VwGH 96/02/0306

VwGH96/02/03065.9.1997

Der Verwaltungsgerichtshof hat durch den Vorsitzenden Vizepräsident Dr. W. Pesendorfer und die Hofräte Dr. Riedinger und Dr. Beck als Richter, im Beisein des Schriftführers Mag. Schwarzgruber, über die Beschwerden des I, vertreten durch Dr. G, Rechtsanwalt in Wien, G 143, gegen die Bescheide des Unabhängigen Verwaltungssenates im Land Niederösterreich 1. vom 15. Mai 1995, Zl. Senat- F-95-604 (protokolliert zur hg. Zl. 96/02/0308), und 2. vom 8. Juni 1995, Zl. Senat-F-95-607 (protokolliert zur hg. Zl. 96/02/0306), betreffend Schubhaft, zu Recht erkannt:

Normen

AuslBG §3 Abs2;
FrG 1993 §18 Abs1;
FrG 1993 §18 Abs2 Z8;
FrG 1993 §36 Abs1 Z1;
FrG 1993 §41 Abs1;
EMRK Art8;
AuslBG §3 Abs2;
FrG 1993 §18 Abs1;
FrG 1993 §18 Abs2 Z8;
FrG 1993 §36 Abs1 Z1;
FrG 1993 §41 Abs1;
EMRK Art8;

 

Spruch:

Die Beschwerden werden als unbegründet abgewiesen.

Begründung

Mit Bescheid der belangten Behörde vom 15. Mai 1995 wurde die an diese mit Schriftsatz vom 4. Mai 1995 gemäß § 51 Fremdengesetz (FrG) gerichtete Schubhaftbeschwerde des Beschwerdeführers unter Berufung auf § 52 FrG (in Verbindung mit § 67c Abs. 4 AVG) als unbegründet abgewiesen. Gegen diesen Bescheid richtet sich die zur hg. Zl. 96/02/0308 protokollierte Beschwerde.

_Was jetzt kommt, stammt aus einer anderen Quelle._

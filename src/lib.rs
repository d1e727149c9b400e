pub mod cli;
pub mod client;
pub mod config;
pub mod error;
pub mod groups;
pub mod markers;
pub mod sink;
pub mod ui;
pub mod watcher;
pub mod worker;

pub use client::{ClientError, StatusClient, StatusResponse, StatusSource};
pub use config::WatchConfig;
pub use error::WatchError;
pub use sink::{MemorySink, Message, StatusSink};
pub use watcher::{JobId, JobStatusWatcher, WatchHandle, WatchOutcome, WatchReport};
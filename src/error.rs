use thiserror::Error;

use crate::client::ClientError;

#[derive(Debug, Error)]
pub enum WatchError {
    /// Missing or empty constructor input. Raised before any request is made.
    #[error("Invalid argument: {0}")]
    InvalidArgument(String),

    /// The status body was not a valid status object.
    #[error("Failed to decode status response: {0}")]
    Decode(#[from] serde_json::Error),

    /// The status request itself failed; no retry is attempted.
    #[error("Status request failed: {0}")]
    Transport(#[from] ClientError),

    /// The watch task panicked or was aborted.
    #[error("Watch task failed: {0}")]
    Task(#[from] tokio::task::JoinError),
}

#[cfg(test)]
mod tests {
    use super::*;

    #[test]
    fn invalid_argument_display() {
        let err = WatchError::InvalidArgument("job id must be specified".into());
        assert_eq!(err.to_string(), "Invalid argument: job id must be specified");
    }

    #[test]
    fn decode_error_converts_from_serde() {
        let err: WatchError = serde_json::from_str::<serde_json::Value>("not json")
            .unwrap_err()
            .into();
        assert!(matches!(err, WatchError::Decode(_)));
        assert!(err.to_string().starts_with("Failed to decode status response"));
    }

    #[test]
    fn transport_error_wraps_client_error() {
        let err: WatchError = ClientError::Api {
            status: 500,
            message: "oops".into(),
        }
        .into();
        assert_eq!(
            err.to_string(),
            "Status request failed: status endpoint returned 500: oops"
        );
    }
}
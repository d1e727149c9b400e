//! Watcher configuration loaded from `jobwatch.toml`.
//!
//! Missing keys fall back to defaults. `JOBWATCH_ENDPOINT` takes precedence
//! over the file for the endpoint.

use anyhow::{Context, Result};
use serde::Deserialize;
use std::path::Path;
use std::time::Duration;

pub const DEFAULT_CONFIG_FILE: &str = "jobwatch.toml";

/// Top-level configuration.
#[derive(Debug, Clone, Deserialize)]
pub struct WatchConfig {
    /// Status-check endpoint that receives `job_id` as a form field.
    #[serde(default = "default_endpoint")]
    pub endpoint: String,

    /// Delay between showing the loading indicator and rendering the message.
    #[serde(default = "default_render_delay_ms")]
    pub render_delay_ms: u64,

    /// Delay between a progress response and the next request.
    #[serde(default = "default_poll_interval_ms")]
    pub poll_interval_ms: u64,

    /// Fade-in duration handed to the sink with each message.
    #[serde(default = "default_fade_in_ms")]
    pub fade_in_ms: u64,

    #[serde(default = "default_connect_timeout_secs")]
    pub connect_timeout_secs: u64,

    #[serde(default = "default_request_timeout_secs")]
    pub request_timeout_secs: u64,
}

fn default_endpoint() -> String {
    "http://127.0.0.1:3000/groups/poll".to_string()
}

fn default_render_delay_ms() -> u64 {
    2000
}

fn default_poll_interval_ms() -> u64 {
    10_000
}

fn default_fade_in_ms() -> u64 {
    500
}

fn default_connect_timeout_secs() -> u64 {
    10
}

fn default_request_timeout_secs() -> u64 {
    30
}

impl Default for WatchConfig {
    fn default() -> Self {
        Self {
            endpoint: default_endpoint(),
            render_delay_ms: default_render_delay_ms(),
            poll_interval_ms: default_poll_interval_ms(),
            fade_in_ms: default_fade_in_ms(),
            connect_timeout_secs: default_connect_timeout_secs(),
            request_timeout_secs: default_request_timeout_secs(),
        }
    }
}

impl WatchConfig {
    /// Load `jobwatch.toml` from the current directory.
    pub fn load() -> Result<Self> {
        Self::load_from(Path::new(DEFAULT_CONFIG_FILE))
    }

    /// Load from `path`, using defaults if the file does not exist.
    pub fn load_from(path: &Path) -> Result<Self> {
        let mut config = if path.exists() {
            let contents = std::fs::read_to_string(path)
                .with_context(|| format!("failed to read {}", path.display()))?;
            toml::from_str::<WatchConfig>(&contents)
                .with_context(|| format!("failed to parse {}", path.display()))?
        } else {
            Self::default()
        };

        if let Ok(endpoint) = std::env::var("JOBWATCH_ENDPOINT")
            && !endpoint.is_empty()
        {
            config.endpoint = endpoint;
        }

        Ok(config)
    }

    pub fn render_delay(&self) -> Duration {
        Duration::from_millis(self.render_delay_ms)
    }

    pub fn poll_interval(&self) -> Duration {
        Duration::from_millis(self.poll_interval_ms)
    }

    pub fn fade_in(&self) -> Duration {
        Duration::from_millis(self.fade_in_ms)
    }
}
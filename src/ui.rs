//! Terminal rendering for the watcher: a spinner stands in for the loading
//! indicator and messages are printed in colour.
//!
//! Uses `indicatif` for the spinner and `console` for styling.

use std::sync::Mutex;
use std::time::Duration;

use console::Style;
use indicatif::{ProgressBar, ProgressStyle};

use crate::sink::{Message, StatusSink};
use crate::watcher::{WatchOutcome, WatchReport};

/// [`StatusSink`] that writes to the terminal.
///
/// A terminal cannot un-print lines, so `clear` only removes the spinner and
/// `collapse`/`reveal` toggle whether anything is drawn at all.
pub struct TerminalSink {
    spinner: Mutex<Option<ProgressBar>>,
    // Line currently fading in, if any.
    fading: Mutex<Option<ProgressBar>>,
    visible: Mutex<bool>,
    job_label: String,
    green: Style,
    red: Style,
    dim: Style,
}

impl TerminalSink {
    pub fn new(job_label: impl Into<String>) -> Self {
        Self {
            spinner: Mutex::new(None),
            fading: Mutex::new(None),
            visible: Mutex::new(true),
            job_label: job_label.into(),
            green: Style::new().green().bold(),
            red: Style::new().red().bold(),
            dim: Style::new().dim(),
        }
    }

    fn is_visible(&self) -> bool {
        self.visible.lock().map(|v| *v).unwrap_or(true)
    }

    fn set_visible(&self, visible: bool) {
        if let Ok(mut v) = self.visible.lock() {
            *v = visible;
        }
    }

    fn take_spinner(&self) -> Option<ProgressBar> {
        self.spinner.lock().ok().and_then(|mut s| s.take())
    }

    /// Print the final report as pretty JSON.
    pub fn print_report(&self, report: &WatchReport) {
        let style = match report.outcome {
            Some(WatchOutcome::JobFailed(_)) => &self.red,
            _ => &self.dim,
        };
        println!();
        println!("{}", style.apply_to("─── Watch Report ───"));
        println!(
            "{}",
            serde_json::to_string_pretty(report).unwrap_or_default()
        );
    }
}

impl StatusSink for TerminalSink {
    fn collapse(&self) {
        self.set_visible(false);
        if let Some(pb) = self.take_spinner() {
            pb.finish_and_clear();
        }
    }

    fn clear(&self) {
        if let Some(pb) = self.take_spinner() {
            pb.finish_and_clear();
        }
    }

    fn show_loading(&self) {
        let pb = ProgressBar::new_spinner();
        if let Ok(style) = ProgressStyle::default_spinner().template("{spinner:.cyan} {msg}") {
            pb.set_style(style);
        }
        pb.set_message(format!("checking {}", self.job_label));
        pb.enable_steady_tick(Duration::from_millis(100));
        if let Ok(mut slot) = self.spinner.lock()
            && let Some(old) = slot.replace(pb)
        {
            old.finish_and_clear();
        }
    }

    fn reveal(&self) {
        self.set_visible(true);
    }

    /// Fading is approximated: the line is drawn dimmed, then redrawn in full
    /// colour once `fade_in` has elapsed. Without a Tokio runtime, or with a
    /// zero duration, it is printed in full colour straight away.
    fn append_message(&self, message: &Message, fade_in: Duration) {
        if !self.is_visible() {
            return;
        }
        let line = match message {
            Message::Status(_) => format!("  {} {message}", self.green.apply_to("•")),
            Message::Error(_) => format!("  {} {message}", self.red.apply_to("✗")),
        };

        let runtime = match tokio::runtime::Handle::try_current() {
            Ok(handle) if !fade_in.is_zero() => handle,
            _ => {
                println!("{line}");
                return;
            }
        };

        let pb = ProgressBar::new_spinner();
        if let Ok(style) = ProgressStyle::default_spinner().template("{msg}") {
            pb.set_style(style);
        }
        pb.set_message(self.dim.apply_to(format!("  {message}")).to_string());
        if let Ok(mut slot) = self.fading.lock() {
            *slot = Some(pb.clone());
        }
        runtime.spawn(async move {
            tokio::time::sleep(fade_in).await;
            pb.finish_with_message(line);
        });
    }
}

#[cfg(test)]
mod tests {
    use super::*;

    #[test]
    fn collapse_hides_and_reveal_shows() {
        let sink = TerminalSink::new("job-1");
        assert!(sink.is_visible());
        sink.collapse();
        assert!(!sink.is_visible());
        sink.reveal();
        assert!(sink.is_visible());
    }

    #[test]
    fn clear_drops_loading_spinner() {
        let sink = TerminalSink::new("job-1");
        sink.show_loading();
        assert!(sink.spinner.lock().unwrap().is_some());
        sink.clear();
        assert!(sink.spinner.lock().unwrap().is_none());
    }

    #[tokio::test(start_paused = true)]
    async fn message_fades_in_over_given_duration() {
        let sink = TerminalSink::new("job-1");
        sink.append_message(&Message::Status("running".into()), Duration::from_millis(500));

        let pb = sink.fading.lock().unwrap().clone().unwrap();
        assert!(!pb.is_finished());

        tokio::time::sleep(Duration::from_millis(600)).await;
        assert!(pb.is_finished());
    }

    #[test]
    fn zero_fade_prints_immediately() {
        let sink = TerminalSink::new("job-1");
        sink.append_message(&Message::Error("boom".into()), Duration::ZERO);
        assert!(sink.fading.lock().unwrap().is_none());
    }
}
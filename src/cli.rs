//! Command-line interface built on clap.
//!
//! [`Cli`] carries the global flags (--config, --verbose) and the
//! [`Command`] to run: watch, groups or markers.

use std::path::PathBuf;

use clap::{Parser, Subcommand};

/// jobwatch: follow a background job until it reports an error.
#[derive(Debug, Parser)]
#[command(name = "jobwatch", version, about)]
pub struct Cli {
    #[command(subcommand)]
    pub command: Command,

    /// Configuration file.
    #[arg(long, global = true, default_value = crate::config::DEFAULT_CONFIG_FILE)]
    pub config: PathBuf,

    /// Enable debug logging.
    #[arg(long, short, global = true, default_value_t = false)]
    pub verbose: bool,
}

#[derive(Debug, Subcommand)]
pub enum Command {
    /// Poll a job's status until it reports an error or Ctrl-C is pressed.
    Watch {
        /// Job identifier sent as `job_id`.
        job_id: String,

        /// Status endpoint; overrides the config file and environment.
        #[arg(long)]
        endpoint: Option<String>,

        /// Milliseconds between a progress response and the next request.
        #[arg(long)]
        interval_ms: Option<u64>,

        /// Milliseconds the loading indicator stays up before a message shows.
        #[arg(long)]
        render_delay_ms: Option<u64>,
    },

    /// Render a group payload (JSON file) as group-list markup.
    Groups {
        file: PathBuf,
    },

    /// Tag every marker in a batch (JSON file) with the circle icon.
    Markers {
        file: PathBuf,
    },
}
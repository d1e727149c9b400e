mod poller;
mod session;
mod state;

pub use poller::{JobStatusWatcher, WatchHandle, WatcherBuilder};
pub use session::{JobId, WatchOutcome, WatchReport, WatchSession};
pub use state::{StateMachine, Transition, WatchEvent, WatchState};
//! Group-list tree: typed nodes decoded from the group payload, and a
//! separate renderer that turns the tree into nested `<ol>` markup.

use std::fmt::Write;

use serde::Deserialize;

use crate::error::WatchError;

const COLLECTION_LABEL_STYLE: &str = "font-weight:normal;margin-top:2px;margin-left:5px;";
const GROUP_LABEL_STYLE: &str = "font-weight:normal;line-height:100%;";

#[derive(Debug, Clone, Copy, PartialEq, Eq)]
pub enum NodeKind {
    Collection,
    Group,
}

#[derive(Debug, Clone, PartialEq, Eq)]
pub struct GroupNode {
    pub id: Option<String>,
    pub label: String,
    pub kind: NodeKind,
    pub children: Vec<GroupNode>,
}

/// Top-level collections, in payload order.
#[derive(Debug, Clone, Default, PartialEq, Eq)]
pub struct GroupTree {
    pub roots: Vec<GroupNode>,
}

#[derive(Debug, Deserialize)]
struct RawPayload {
    standard: serde_json::Map<String, serde_json::Value>,
}

#[derive(Debug, Deserialize)]
struct RawNode {
    #[serde(rename = "type", default)]
    kind: Option<String>,
    name: String,
    #[serde(default)]
    id: Option<serde_json::Value>,
    #[serde(default)]
    children: Vec<RawNode>,
}

impl RawNode {
    fn into_node(self, kind: NodeKind) -> GroupNode {
        let children = self
            .children
            .into_iter()
            .filter_map(|child| {
                let kind = match child.kind.as_deref() {
                    Some("collection") => NodeKind::Collection,
                    Some("group") => NodeKind::Group,
                    _ => return None,
                };
                Some(child.into_node(kind))
            })
            .collect();

        GroupNode {
            id: self.id.map(|id| match id {
                serde_json::Value::String(s) => s,
                other => other.to_string(),
            }),
            label: self.name,
            kind,
            children,
        }
    }
}

impl GroupTree {
    /// Decode `{"standard": {<key>: {"name", "children"}}}`. Children of
    /// unknown type are skipped.
    pub fn from_json(input: &str) -> Result<Self, WatchError> {
        let payload: RawPayload = serde_json::from_str(input)?;
        let roots = payload
            .standard
            .into_iter()
            .map(|(_, value)| {
                serde_json::from_value::<RawNode>(value)
                    .map(|raw| raw.into_node(NodeKind::Collection))
            })
            .collect::<Result<Vec<_>, _>>()?;
        Ok(Self { roots })
    }
}

/// Render the tree as the group-list markup.
pub fn render(tree: &GroupTree) -> String {
    let mut out = String::from(r#"<ol class="group-list" genome_list="public">"#);
    for root in &tree.roots {
        render_node(&mut out, root, None);
    }
    out.push_str("</ol>");
    out
}

fn render_node(out: &mut String, node: &GroupNode, parent: Option<&str>) {
    let label = escape(&node.label);
    match node.kind {
        NodeKind::Collection => {
            let _ = write!(
                out,
                r#"<li id="{label}" data-value="false"><label style="{COLLECTION_LABEL_STYLE}">{label}</label><ol>"#
            );
            for child in &node.children {
                render_node(out, child, Some(node.label.as_str()));
            }
            out.push_str("</ol></li>");
        }
        NodeKind::Group => {
            let id = escape(node.id.as_deref().unwrap_or_default());
            let parent = escape(parent.unwrap_or_default());
            let _ = write!(
                out,
                r#"<li id="bonsai{id}" data-value="{id}" data-collection_name="{parent}" data-group_name="{label}"><label style="{GROUP_LABEL_STYLE}">{label}</label></li>"#
            );
        }
    }
}

fn escape(text: &str) -> String {
    let mut out = String::with_capacity(text.len());
    for c in text.chars() {
        match c {
            '&' => out.push_str("&amp;"),
            '<' => out.push_str("&lt;"),
            '>' => out.push_str("&gt;"),
            '"' => out.push_str("&quot;"),
            '\'' => out.push_str("&#39;"),
            _ => out.push(c),
        }
    }
    out
}

#[cfg(test)]
mod tests {
    use super::*;

    const PAYLOAD: &str = r#"{
        "standard": {
            "serotype": {
                "name": "Serotype",
                "children": [
                    {"type": "group", "name": "O157", "id": 12},
                    {"type": "collection", "name": "H types", "children": [
                        {"type": "group", "name": "H7", "id": "31"},
                        {"type": "collection", "name": "Rare", "children": [
                            {"type": "group", "name": "H99", "id": 77}
                        ]}
                    ]}
                ]
            },
            "host": {"name": "Host", "children": [{"type": "widget", "name": "skip me"}]}
        }
    }"#;

    #[test]
    fn decode_builds_typed_tree_in_payload_order() {
        let tree = GroupTree::from_json(PAYLOAD).unwrap();
        assert_eq!(tree.roots.len(), 2);
        assert_eq!(tree.roots[0].label, "Serotype");
        assert_eq!(tree.roots[1].label, "Host");
        assert!(tree.roots[1].children.is_empty());

        let serotype = &tree.roots[0];
        assert_eq!(serotype.kind, NodeKind::Collection);
        assert_eq!(serotype.children[0].kind, NodeKind::Group);
        assert_eq!(serotype.children[0].id.as_deref(), Some("12"));
        assert_eq!(serotype.children[1].children[1].children[0].label, "H99");
    }

    #[test]
    fn render_group_carries_enclosing_collection() {
        let tree = GroupTree::from_json(PAYLOAD).unwrap();
        let html = render(&tree);

        assert!(html.starts_with(r#"<ol class="group-list" genome_list="public">"#));
        assert!(html.ends_with("</ol>"));
        assert!(html.contains(
            r#"<li id="bonsai12" data-value="12" data-collection_name="Serotype" data-group_name="O157">"#
        ));
        assert!(html.contains(r#"data-collection_name="H types" data-group_name="H7""#));
        // Three collections deep.
        assert!(html.contains(r#"data-collection_name="Rare" data-group_name="H99""#));
    }

    #[test]
    fn render_collection_wraps_children() {
        let tree = GroupTree {
            roots: vec![GroupNode {
                id: None,
                label: "Empty".into(),
                kind: NodeKind::Collection,
                children: vec![],
            }],
        };
        assert_eq!(
            render(&tree),
            format!(
                r#"<ol class="group-list" genome_list="public"><li id="Empty" data-value="false"><label style="{COLLECTION_LABEL_STYLE}">Empty</label><ol></ol></li></ol>"#
            )
        );
    }

    #[test]
    fn render_escapes_markup_in_names() {
        let tree = GroupTree {
            roots: vec![GroupNode {
                id: None,
                label: r#"<b>"x"</b>"#.into(),
                kind: NodeKind::Collection,
                children: vec![],
            }],
        };
        let html = render(&tree);
        assert!(html.contains("&lt;b&gt;&quot;x&quot;&lt;/b&gt;"));
        assert!(!html.contains("<b>"));
    }

    #[test]
    fn decode_rejects_missing_standard() {
        assert!(matches!(
            GroupTree::from_json(r#"{"custom": {}}"#),
            Err(WatchError::Decode(_))
        ));
    }
}
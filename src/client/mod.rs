pub mod error;
pub mod http;
pub mod types;

pub use error::ClientError;
pub use http::{StatusClient, StatusSource};
pub use types::{Resolution, StatusRequest, StatusResponse};
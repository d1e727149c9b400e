use std::time::Duration;

use reqwest::Client;

use super::error::ClientError;
use super::types::StatusRequest;
use crate::config::WatchConfig;
use crate::watcher::JobId;

/// Anything that can fetch the raw status body for a job.
///
/// The watcher only depends on this trait, so tests can script responses
/// without a server.
pub trait StatusSource: Send + Sync + 'static {
    fn fetch_status(
        &self,
        job_id: &JobId,
    ) -> impl Future<Output = Result<String, ClientError>> + Send;
}

impl<T: StatusSource> StatusSource for std::sync::Arc<T> {
    fn fetch_status(
        &self,
        job_id: &JobId,
    ) -> impl Future<Output = Result<String, ClientError>> + Send {
        (**self).fetch_status(job_id)
    }
}

/// HTTP client for the fixed status-check endpoint.
pub struct StatusClient {
    client: Client,
    endpoint: String,
}

impl StatusClient {
    /// Build a client from the endpoint and timeouts in `config`.
    pub fn from_config(config: &WatchConfig) -> Result<Self, ClientError> {
        let client = Client::builder()
            .connect_timeout(Duration::from_secs(config.connect_timeout_secs))
            .timeout(Duration::from_secs(config.request_timeout_secs))
            .build()?;
        Ok(Self {
            client,
            endpoint: config.endpoint.clone(),
        })
    }

    /// Create a client pointing at an arbitrary endpoint with default timeouts.
    pub fn with_endpoint(endpoint: impl Into<String>) -> Result<Self, ClientError> {
        let config = WatchConfig {
            endpoint: endpoint.into(),
            ..WatchConfig::default()
        };
        Self::from_config(&config)
    }

    pub fn endpoint(&self) -> &str {
        &self.endpoint
    }
}

impl StatusSource for StatusClient {
    async fn fetch_status(&self, job_id: &JobId) -> Result<String, ClientError> {
        let response = self
            .client
            .post(&self.endpoint)
            .form(&StatusRequest {
                job_id: job_id.as_str(),
            })
            .send()
            .await?;

        let status = response.status();
        if !status.is_success() {
            let message = response
                .text()
                .await
                .unwrap_or_else(|_| "unknown error".to_string());
            return Err(ClientError::Api {
                status: status.as_u16(),
                message,
            });
        }

        Ok(response.text().await?)
    }
}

Mit Bescheid der belangten Behörde vom 8. Juni 1995 wurde die an diese mit Schriftsatz vom 1. Juni 1996 (neuerlich) gemäß § 51 FrG gerichtete Schubhaftbeschwerde des Beschwerdeführers unter Berufung auf § 52 FrG (in Verbindung mit § 67c Abs. 4 AVG) als unbegründet abgewiesen. Gegen diesen Bescheid richtet sich die zur hg. Zl. 96/02/0306 protokollierte Beschwerde.

Gegen diese Bescheide erhob der Beschwerdeführer zunächst Beschwerde an den Verfassungsgerichtshof, welcher mit Erkenntnis vom 11. Juni 1996, B 2115/95 und B 284/96, (unter Punkt I.) feststellte, daß die angefochtenen Bescheide den Beschwerdeführer, soweit die Anhaltung des Beschwerdeführers in Schubhaft im Zeitpunkt der Entscheidung des unabhängigen Verwaltungssenates für rechtmäßig erklärt wurde, jeweils im verfassungsgesetzlich gewährleisteten Recht auf Freiheit und Sicherheit (persönliche Freiheit) verletzten, weil diese Entscheidungen nicht binnen einer Woche ergangen seien. Im übrigen (Spruchpunkt II) - so stellte der Verfassungsgerichtshof fest -, sei der Beschwerdeführer durch die angefochtenen Bescheide weder in einem verfassungsgesetzlich gewährleisteten Recht noch in der Anwendung einer rechtswidrigen Norm verletzt worden, weshalb der Verfassungsgerichtshof die Beschwerden - mit Ausnahme der unter Punkt I. erledigten Feststellungsanträge - abwies und sie in der Folge dem Verwaltungsgerichtshof gemäß Art. 144 Abs. 3 B-VG abtrat.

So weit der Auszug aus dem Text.